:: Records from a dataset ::
________

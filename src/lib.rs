//! actionrpc – a batched, schema-validated action dispatch engine
//!
//! This crate implements JSON-RPC style "actions" with:
//! - A registry of actions with capability rules and declared parameters
//! - Pluggable parameter factories with type-coercing JSON Schema validation
//! - Batches executed sequentially, in order, with per-request isolation
//! - Notifications that never produce output
//! - Cacheability metadata aggregated across every batch
//! - An NDJSON service for embedding the engine behind a transport

#![warn(missing_docs)]
#![warn(rust_2018_idioms)]

/// Dispatch engine: registry, factories, binder, access gate, dispatcher
pub mod runtime;

/// Transport-facing reply mapping and the NDJSON service protocol
pub mod service;

/// Sample in-memory domain used by the binaries
pub mod things;

// Re-export key types for convenience
pub use runtime::{Runtime, RuntimeConfig};

/// Current version of the actionrpc runtime
pub const VERSION: &str = env!("CARGO_PKG_VERSION");

/// Protocol version of the NDJSON service
pub const PROTOCOL_VERSION: &str = "1.0.0";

________

:: What the task asks ::
Above are the entries; repeat their lines exactly, from the first through the one that contains "the actionrpc runtime".

:: Solution for this problem ::
filename src/lib.rs
//! actionrpc – a batched, schema-validated action dispatch engine
//!
//! This crate implements JSON-RPC style "actions" with:
//! - A registry of actions with capability rules and declared parameters
//! - Pluggable parameter factories with type-coercing JSON Schema validation
//! - Batches executed sequentially, in order, with per-request isolation
//! - Notifications that never produce output
//! - Cacheability metadata aggregated across every batch
//! - An NDJSON service for embedding the engine behind a transport

#![warn(missing_docs)]
#![warn(rust_2018_idioms)]

/// Dispatch engine: registry, factories, binder, access gate, dispatcher
pub mod runtime;

/// Transport-facing reply mapping and the NDJSON service protocol
pub mod service;

/// Sample in-memory domain used by the binaries
pub mod things;

// Re-export key types for convenience
pub use runtime::{Runtime, RuntimeConfig};

/// Current version of the actionrpc runtime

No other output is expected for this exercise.